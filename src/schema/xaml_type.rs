//! The public type façade over the reflector cache.

use crate::error::SchemaError;
use crate::registry::corlib;
use crate::schema::collection::CollectionKind;
use crate::schema::context::XamlSchemaContext;
use crate::schema::directive::Directive;
use crate::schema::member::XamlMember;
use crate::schema::type_reflector::TypeReflector;
use crate::types::{MethodDescription, TypeDescription};
use std::fmt::{Debug, Formatter};
use std::sync::Arc;

/// A type as the markup layer sees it: either a resolved native type or
/// the frozen unknown sentinel under a markup-supplied name. Cheap to
/// clone; all schema facts live in the shared reflector.
#[derive(Clone)]
pub struct XamlType {
    name: Arc<str>,
    reflector: Arc<TypeReflector>,
}

impl XamlType {
    pub(crate) fn from_parts(name: impl AsRef<str>, reflector: Arc<TypeReflector>) -> Self {
        Self {
            name: Arc::from(name.as_ref()),
            reflector,
        }
    }

    pub fn name(&self) -> &str {
        &self.name
    }

    pub fn description(&self) -> Option<TypeDescription> {
        self.reflector.description()
    }

    pub fn is_unknown(&self) -> bool {
        self.reflector.is_unknown()
    }

    pub fn base_type(&self, ctx: &XamlSchemaContext) -> Option<XamlType> {
        self.reflector
            .lookup_base_type(ctx.registry())
            .map(|td| ctx.xaml_type_for(td))
    }

    pub fn collection_kind(&self, ctx: &XamlSchemaContext) -> CollectionKind {
        self.reflector.lookup_collection_kind(ctx.registry())
    }

    /// The element type repeated markup children must satisfy. Falls
    /// back to `Object` when the metadata does not pin one down.
    pub fn item_type(&self, ctx: &XamlSchemaContext) -> Option<XamlType> {
        match self.collection_kind(ctx) {
            CollectionKind::None => None,
            _ => {
                let item = self
                    .reflector
                    .lookup_item_type(ctx.registry())
                    .unwrap_or_else(corlib::object);
                Some(ctx.xaml_type_from_ref(self.description().map(|d| d.assembly), &item))
            }
        }
    }

    pub fn key_type(&self, ctx: &XamlSchemaContext) -> Option<XamlType> {
        match self.collection_kind(ctx) {
            CollectionKind::Dictionary => {
                let key = self
                    .reflector
                    .lookup_key_type(ctx.registry())
                    .unwrap_or_else(corlib::object);
                Some(ctx.xaml_type_from_ref(self.description().map(|d| d.assembly), &key))
            }
            _ => None,
        }
    }

    pub fn add_method(
        &self,
        ctx: &XamlSchemaContext,
        kind: CollectionKind,
    ) -> Result<Option<MethodDescription>, SchemaError> {
        self.reflector.lookup_add_method(ctx.registry(), kind)
    }

    /// Resolve a member name through the full protocol: native instance
    /// property, instance event, attached property, attached event,
    /// language directive, implicit pseudo-member, and finally the
    /// unknown sentinel. There is no fallthrough past the first match;
    /// unknown is terminal and carries the diagnostic when resolution
    /// failed with a schema error.
    pub fn get_member(&self, ctx: &XamlSchemaContext, name: &str) -> XamlMember {
        match self.reflector.lookup_member(ctx.registry(), name) {
            Ok(Some(member)) => member,
            Ok(None) => match ctx.lookup_directive_member(name) {
                Some(directive) => directive,
                None => ctx.unknown_member(name, self.description(), None),
            },
            Err(reason) => ctx.unknown_member(name, self.description(), Some(reason)),
        }
    }

    /// Every visible member, most-derived declarations winning over
    /// same-named base declarations.
    pub fn get_all_members(&self, ctx: &XamlSchemaContext) -> Vec<XamlMember> {
        self.reflector.lookup_all_members(ctx.registry())
    }

    pub fn get_attachable_member(&self, name: &str) -> Result<Option<XamlMember>, SchemaError> {
        if let Some(property) = self.reflector.lookup_attachable_property(name)? {
            return Ok(Some(property));
        }
        self.reflector.lookup_attachable_event(name)
    }

    /// The member the type's content-property attribute names, if any.
    pub fn content_property(
        &self,
        ctx: &XamlSchemaContext,
    ) -> Result<Option<XamlMember>, SchemaError> {
        match self.reflector.lookup_content_property()? {
            None => Ok(None),
            Some(name) => Ok(Some(self.get_member(ctx, &name))),
        }
    }

    /// The concrete member a language directive aliases on this type.
    pub fn get_aliased_property(
        &self,
        ctx: &XamlSchemaContext,
        directive: &Directive,
    ) -> Result<Option<XamlMember>, SchemaError> {
        self.reflector
            .lookup_aliased_property(ctx.registry(), directive)
    }

    /// Ordered parameter types for positional construction at `arity`.
    pub fn positional_parameters(
        &self,
        ctx: &XamlSchemaContext,
        arity: usize,
    ) -> Option<Vec<XamlType>> {
        let params = self.reflector.lookup_positional_parameters(arity)?;
        let scope = self.description().map(|d| d.assembly);
        Some(
            params
                .iter()
                .map(|p| ctx.xaml_type_from_ref(scope, p))
                .collect(),
        )
    }

    pub fn type_converter(&self) -> Result<Option<String>, SchemaError> {
        self.reflector.lookup_type_converter()
    }

    pub fn value_serializer(&self) -> Result<Option<String>, SchemaError> {
        self.reflector.lookup_value_serializer()
    }

    pub fn deferred_loader(&self) -> Result<Option<String>, SchemaError> {
        self.reflector.lookup_deferred_loader()
    }

    pub fn is_public(&self) -> bool {
        self.reflector.is_public()
    }

    pub fn is_constructible(&self) -> bool {
        self.reflector.is_constructible()
    }

    pub fn is_nullable(&self) -> bool {
        self.reflector.is_nullable()
    }

    pub fn is_markup_extension(&self, ctx: &XamlSchemaContext) -> bool {
        self.reflector.is_markup_extension(ctx.registry())
    }

    pub fn is_name_scope(&self) -> bool {
        self.reflector.is_name_scope()
    }

    pub fn is_whitespace_significant(&self) -> bool {
        self.reflector.is_whitespace_significant()
    }

    pub fn is_ambient(&self) -> bool {
        self.reflector.is_ambient()
    }

    pub fn invoker(&self) -> crate::invoke::XamlTypeInvoker {
        crate::invoke::XamlTypeInvoker::new(self.clone())
    }
}

impl Debug for XamlType {
    fn fmt(&self, f: &mut Formatter<'_>) -> std::fmt::Result {
        if self.is_unknown() {
            write!(f, "unknown:{}", self.name)
        } else {
            write!(f, "{}", self.name)
        }
    }
}

impl PartialEq for XamlType {
    fn eq(&self, other: &Self) -> bool {
        match (self.description(), other.description()) {
            (Some(a), Some(b)) => a == b,
            (None, None) => self.name == other.name,
            _ => false,
        }
    }
}

impl Eq for XamlType {}
//! Namespace-URI resolution.
//!
//! A `XamlNamespace` maps markup type names to native types across the
//! candidate (assembly, native namespace) pairs registered for one URI.
//! Lookups are cached per namespace, misses included; enumerating the
//! namespace completes the cache, purging the negative entries.

use crate::schema::context::XamlSchemaContext;
use crate::schema::xaml_type::XamlType;
use crate::types::AssemblyS;
use crate::utils::ThreadSafeDictionary;
use parking_lot::RwLock;
use std::fmt::{Debug, Formatter};
use std::sync::Arc;

pub struct XamlNamespace {
    uri: Arc<str>,
    candidates: RwLock<Vec<(AssemblyS, String)>>,
    types: ThreadSafeDictionary<String, XamlType>,
}

impl XamlNamespace {
    pub(crate) fn new(uri: &str) -> Self {
        Self {
            uri: Arc::from(uri),
            candidates: RwLock::new(Vec::new()),
            types: ThreadSafeDictionary::new(),
        }
    }

    pub fn uri(&self) -> &str {
        &self.uri
    }

    pub(crate) fn add_candidate(&self, assembly: AssemblyS, native_namespace: String) {
        self.candidates.write().push((assembly, native_namespace));
        // past misses may now resolve
        self.types.purge_negatives();
    }

    pub fn candidate_count(&self) -> usize {
        self.candidates.read().len()
    }

    /// Resolve a markup type name against the candidates, in
    /// registration order. Public types only; the first hit wins and is
    /// cached, as is a miss.
    pub fn get_type(&self, ctx: &XamlSchemaContext, name: &str) -> Option<XamlType> {
        if let Some(cached) = self.types.try_get(&name.to_string()) {
            return cached;
        }

        let candidates = self.candidates.read().clone();
        let mut found = None;
        for (assembly, native_namespace) in candidates {
            let full_name = if native_namespace.is_empty() {
                name.to_string()
            } else {
                format!("{native_namespace}.{name}")
            };
            if let Some(td) = ctx.registry().find_in_assembly(assembly, &full_name) {
                if td.is_public() {
                    found = Some(ctx.xaml_type_for(td));
                    break;
                }
            }
        }
        self.types.try_add(name.to_string(), found)
    }

    /// Enumerate every public type the candidates expose and complete
    /// the cache (a one-way transition that drops negative entries).
    pub fn get_all_types(&self, ctx: &XamlSchemaContext) -> Vec<XamlType> {
        let candidates = self.candidates.read().clone();
        for (assembly, native_namespace) in candidates {
            for definition in &assembly.definition().types {
                if definition.namespace != native_namespace {
                    continue;
                }
                let td = crate::types::TypeDescription {
                    assembly,
                    definition,
                };
                if !td.is_public() {
                    continue;
                }
                self.types
                    .try_add(definition.name.clone(), Some(ctx.xaml_type_for(td)));
            }
        }
        self.types.mark_complete();
        tracing::debug!(uri = %self.uri, types = self.types.len(), "enumerated namespace");
        self.types.values()
    }

    pub fn is_complete(&self) -> bool {
        self.types.is_complete()
    }
}

impl Debug for XamlNamespace {
    fn fmt(&self, f: &mut Formatter<'_>) -> std::fmt::Result {
        write!(f, "XamlNamespace({})", self.uri)
    }
}
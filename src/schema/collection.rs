//! Collection-kind inference.
//!
//! Classifies a native type as array, dictionary, collection, or none,
//! and locates the unique element-insertion method. Classification is a
//! pure function of the metadata; the outcomes are mutually exclusive
//! and dictionary always beats collection.

use crate::error::SchemaError;
use crate::registry::corlib::{
    ICOLLECTION_T, IDICTIONARY, IDICTIONARY_T, IENUMERABLE, IENUMERABLE_T, IENUMERATOR,
    IENUMERATOR_T, ILIST, ILIST_T, OBJECT,
};
use crate::registry::metadata::{NativeMethod, TypeKind, TypeRef};
use crate::registry::NativeRegistry;
use crate::types::{MethodDescription, TypeDescription};
use std::collections::HashSet;

pub const ADD_METHOD: &str = "Add";
pub const GET_ENUMERATOR: &str = "GetEnumerator";
const MOVE_NEXT: &str = "MoveNext";

#[derive(Copy, Clone, Debug, PartialEq, Eq, Hash)]
pub enum CollectionKind {
    None,
    Array,
    Collection,
    Dictionary,
}

/// Outcome of classification. `item_type`/`key_type` are `None` when the
/// metadata does not determine them uniquely (ambiguous generic
/// instantiations); add-method lookup then requires an `Object`-typed
/// overload to succeed.
#[derive(Clone, Debug, PartialEq, Eq)]
pub struct CollectionFacts {
    pub kind: CollectionKind,
    pub item_type: Option<TypeRef>,
    pub key_type: Option<TypeRef>,
}

impl CollectionFacts {
    fn none() -> Self {
        Self {
            kind: CollectionKind::None,
            item_type: None,
            key_type: None,
        }
    }
}

pub fn classify(registry: &NativeRegistry, td: TypeDescription) -> CollectionFacts {
    if let TypeKind::Array(element) = &td.definition.kind {
        return CollectionFacts {
            kind: CollectionKind::Array,
            item_type: Some(element.clone()),
            key_type: None,
        };
    }

    let interfaces = registry.interface_closure(td);
    if !is_enumerable(registry, td, &interfaces) {
        return CollectionFacts::none();
    }

    if interfaces
        .iter()
        .any(|i| i.full_name == IDICTIONARY || i.full_name == IDICTIONARY_T)
    {
        let (key_type, item_type) = dictionary_types(&interfaces);
        return CollectionFacts {
            kind: CollectionKind::Dictionary,
            item_type,
            key_type,
        };
    }

    if interfaces
        .iter()
        .any(|i| i.full_name == ILIST || i.full_name == ILIST_T || i.full_name == ICOLLECTION_T)
    {
        return CollectionFacts {
            kind: CollectionKind::Collection,
            item_type: collection_item_type(&interfaces),
            key_type: None,
        };
    }

    // No collection protocol; fall back to the Add-method shape.
    let two_arg: Vec<_> = eligible_adds(td, 2).collect();
    if !two_arg.is_empty() {
        let (key_type, item_type) = if two_arg.len() == 1 {
            (
                Some(two_arg[0].parameters[0].clone()),
                Some(two_arg[0].parameters[1].clone()),
            )
        } else {
            (None, None)
        };
        return CollectionFacts {
            kind: CollectionKind::Dictionary,
            item_type,
            key_type,
        };
    }

    let one_arg: Vec<_> = eligible_adds(td, 1).collect();
    if !one_arg.is_empty() {
        let item_type = if one_arg.len() == 1 {
            Some(one_arg[0].parameters[0].clone())
        } else {
            None
        };
        return CollectionFacts {
            kind: CollectionKind::Collection,
            item_type,
            key_type: None,
        };
    }

    CollectionFacts::none()
}

/// Locate the unique insertion method for the requested kind.
///
/// `Ok(None)` means the type is not of that kind, or declares no
/// insertion method of its own. Multiple overloads succeed only when
/// the declared item/key types (or an `Object`-typed fallback) pick a
/// unique one; otherwise the ambiguity is an error rather than a guess.
pub fn lookup_add_method(
    td: TypeDescription,
    facts: &CollectionFacts,
    kind: CollectionKind,
) -> Result<Option<MethodDescription>, SchemaError> {
    if facts.kind != kind {
        return Ok(None);
    }
    let arity = match kind {
        CollectionKind::Collection => 1,
        CollectionKind::Dictionary => 2,
        _ => return Ok(None),
    };

    let candidates: Vec<&'static NativeMethod> = eligible_adds(td, arity).collect();
    match candidates.len() {
        0 => Ok(None),
        1 => Ok(Some(td.method_description(candidates[0]))),
        n => {
            let expected: Option<Vec<&TypeRef>> = match kind {
                CollectionKind::Collection => facts.item_type.as_ref().map(|i| vec![i]),
                CollectionKind::Dictionary => match (&facts.key_type, &facts.item_type) {
                    (Some(k), Some(i)) => Some(vec![k, i]),
                    _ => None,
                },
                _ => None,
            };

            if let Some(expected) = expected {
                let matches: Vec<&'static NativeMethod> = candidates
                    .iter()
                    .copied()
                    .filter(|m| m.parameters.iter().zip(&expected).all(|(p, e)| p == *e))
                    .collect();
                if matches.len() == 1 {
                    return Ok(Some(td.method_description(matches[0])));
                }
            }

            // an all-Object overload resolves otherwise-ambiguous shapes
            let object_overloads: Vec<&'static NativeMethod> = candidates
                .iter()
                .copied()
                .filter(|m| m.parameters.iter().all(|p| p.full_name == OBJECT))
                .collect();
            if object_overloads.len() == 1 {
                return Ok(Some(td.method_description(object_overloads[0])));
            }

            Err(SchemaError::AmbiguousAddMethod {
                type_name: td.type_name(),
                detail: format!("{n} {arity}-parameter Add overloads and no unique match"),
            })
        }
    }
}

/// The sequence protocol: a well-known enumerable interface, or a
/// zero-argument `GetEnumerator` returning an enumerator-compatible
/// type.
fn is_enumerable(
    registry: &NativeRegistry,
    td: TypeDescription,
    interfaces: &[TypeRef],
) -> bool {
    if interfaces
        .iter()
        .any(|i| i.full_name == IENUMERABLE || i.full_name == IENUMERABLE_T)
    {
        return true;
    }
    td.definition
        .methods_named(GET_ENUMERATOR)
        .filter(|m| !m.is_static && m.parameters.is_empty())
        .filter_map(|m| m.return_type.as_ref())
        .any(|ret| is_enumerator_compatible(registry, td, ret))
}

fn is_enumerator_compatible(
    registry: &NativeRegistry,
    scope: TypeDescription,
    ret: &TypeRef,
) -> bool {
    if ret.full_name == IENUMERATOR || ret.full_name == IENUMERATOR_T {
        return true;
    }
    match registry.resolve(scope.assembly, ret) {
        Ok(ret_td) => {
            ret_td
                .definition
                .methods_named(MOVE_NEXT)
                .any(|m| !m.is_static && m.parameters.is_empty())
                || registry
                    .interface_closure(ret_td)
                    .iter()
                    .any(|i| i.full_name == IENUMERATOR || i.full_name == IENUMERATOR_T)
        }
        Err(_) => false,
    }
}

/// Key/item types from the dictionary interfaces: unique generic
/// instantiation wins, multiple distinct instantiations yield unknown,
/// non-generic only means `Object`.
fn dictionary_types(interfaces: &[TypeRef]) -> (Option<TypeRef>, Option<TypeRef>) {
    let generic: HashSet<&TypeRef> = interfaces
        .iter()
        .filter(|i| i.full_name == IDICTIONARY_T && i.args.len() == 2)
        .collect();
    let mut instantiations = generic.into_iter();
    match (instantiations.next(), instantiations.next()) {
        (None, _) => (Some(TypeRef::named(OBJECT)), Some(TypeRef::named(OBJECT))),
        (Some(only), None) => (Some(only.args[0].clone()), Some(only.args[1].clone())),
        _ => (None, None),
    }
}

fn collection_item_type(interfaces: &[TypeRef]) -> Option<TypeRef> {
    let generic: HashSet<&TypeRef> = interfaces
        .iter()
        .filter(|i| (i.full_name == ICOLLECTION_T || i.full_name == ILIST_T) && i.args.len() == 1)
        .collect();
    let mut instantiations = generic.into_iter();
    match (instantiations.next(), instantiations.next()) {
        (None, _) => Some(TypeRef::named(OBJECT)),
        (Some(only), None) => Some(only.args[0].clone()),
        _ => None,
    }
}

/// `Add` overloads usable for insertion. Public and internal methods
/// are always eligible; a non-public declaring type may back a public
/// collection surface, so its private methods are eligible too.
fn eligible_adds(
    td: TypeDescription,
    arity: usize,
) -> impl Iterator<Item = &'static NativeMethod> {
    let type_is_public = td.is_public();
    td.definition
        .methods_named(ADD_METHOD)
        .filter(move |m| {
            !m.is_static
                && m.parameters.len() == arity
                && (m.visibility.is_schema_visible() || !type_is_public)
        })
}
# # # #
**PROBLEM TO SOLVE**
Go through the preceding material and copy each line that has the word "instance".

**ANSWER AREA**
    /// Resolve a member name through the full protocol: native instance
    /// property, instance event, attached property, attached event,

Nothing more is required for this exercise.